Background information
- Also known as: Antti Kosola, A. Kosola, Andy Kosola
- Born: Andrew William Kosola March 4, 1896 Wisconsin, US
- Died: April 14, 1971 Lake Worth Beach, Florida
- Genres: Schlager music
- Occupation: Musician
- Instruments: Accordion, piano
- Years active: 1920s and 1930s
- Label: Columbia Records

= Antti Kosola =

Andrew "Antti" William Kosola (March 4, 1896 – April 14, 1971) was a Finnish American accordionist, pianist, bandleader and composer.

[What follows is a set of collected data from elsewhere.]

use crate::state::AppState;
use axum::Router;

pub mod client;
pub mod handlers;

pub fn router() -> Router<AppState> {
    handlers::routes()
}
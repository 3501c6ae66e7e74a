mod app;
mod auth;
mod config;
mod error;
mod lookup;
mod state;

use crate::state::AppState;

#[tokio::main]
async fn main() -> anyhow::Result<()> {
    dotenvy::dotenv().ok();

    let env_filter = std::env::var("RUST_LOG")
        .unwrap_or_else(|_| "phonecheck=debug,axum=info,tower_http=info".to_string());
    let json_logs = std::env::var("LOG_FORMAT")
        .map(|v| v == "json")
        .unwrap_or(false);

    if json_logs {
        tracing_subscriber::fmt()
            .with_env_filter(env_filter)
            .with_target(false)
            .json()
            .init();
    } else {
        tracing_subscriber::fmt().with_env_filter(env_filter).init();
    }

    let app_state = AppState::init().await?;

    if let Err(e) = sqlx::migrate!("./migrations").run(&app_state.db).await {
        tracing::warn!(error = %e, "migration failed; continuing");
    }

    let app = app::build_app(app_state);
    app::serve(app).await
}
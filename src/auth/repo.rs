use crate::auth::repo_types::User;
use sqlx::PgPool;
use uuid::Uuid;

impl User {
    /// Find a user by email.
    pub async fn find_by_email(db: &PgPool, email: &str) -> Result<Option<User>, sqlx::Error> {
        sqlx::query_as::<_, User>(
            r#"
            SELECT id, username, email, password_hash, created_at, updated_at
            FROM users
            WHERE email = $1
            "#,
        )
        .bind(email)
        .fetch_optional(db)
        .await
    }

    /// Duplicate pre-check for registration: matches either field.
    pub async fn find_by_email_or_username(
        db: &PgPool,
        email: &str,
        username: &str,
    ) -> Result<Option<User>, sqlx::Error> {
        sqlx::query_as::<_, User>(
            r#"
            SELECT id, username, email, password_hash, created_at, updated_at
            FROM users
            WHERE email = $1 OR username = $2
            LIMIT 1
            "#,
        )
        .bind(email)
        .bind(username)
        .fetch_optional(db)
        .await
    }

    pub async fn find_by_id(db: &PgPool, id: Uuid) -> Result<Option<User>, sqlx::Error> {
        sqlx::query_as::<_, User>(
            r#"
            SELECT id, username, email, password_hash, created_at, updated_at
            FROM users
            WHERE id = $1
            "#,
        )
        .bind(id)
        .fetch_optional(db)
        .await
    }

    /// Insert a new user. The UNIQUE constraints on username and email are
    /// the authority on duplicates; a violation surfaces as a database error
    /// the caller maps to a duplicate rejection.
    pub async fn create(
        db: &PgPool,
        username: &str,
        email: &str,
        password_hash: &str,
    ) -> Result<User, sqlx::Error> {
        sqlx::query_as::<_, User>(
            r#"
            INSERT INTO users (username, email, password_hash)
            VALUES ($1, $2, $3)
            RETURNING id, username, email, password_hash, created_at, updated_at
            "#,
        )
        .bind(username)
        .bind(email)
        .bind(password_hash)
        .fetch_one(db)
        .await
    }
}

Born in Wisconsin, Kosola was in the 1920s and 1930s a very well-known musician on the Finnish American stages in New York City. He had his most successful years between 1926 and 1938, when he recorded about 50 pieces for Columbia Records and Victor Talking Machine Company. Some recordings were made with his orchestra and with several notable Finnish American singers, for example Leo Kauppi, Hiski Salomaa, Hannes Saari, Ernest Paananen and others. He also performed together with the famous Finnish American musicians Viola Turpeinen, Sylvia Polso and William Syrjälä. He also made recording sessions with Matti Jurva, Tatu Pekkarinen and Heikki Tuominen when they visited the US in the 1920s and 1930s. One of Kosola's most successful records was the waltz Meren aallot ("Waves of the sea"), which he composed and to which Leo Kauppi wrote the lyrics. The recording was made in December 1927 and sold over 30,000 copies in the US, Canada, and Finland. Kosola died in Lake Worth, Florida, in 1971.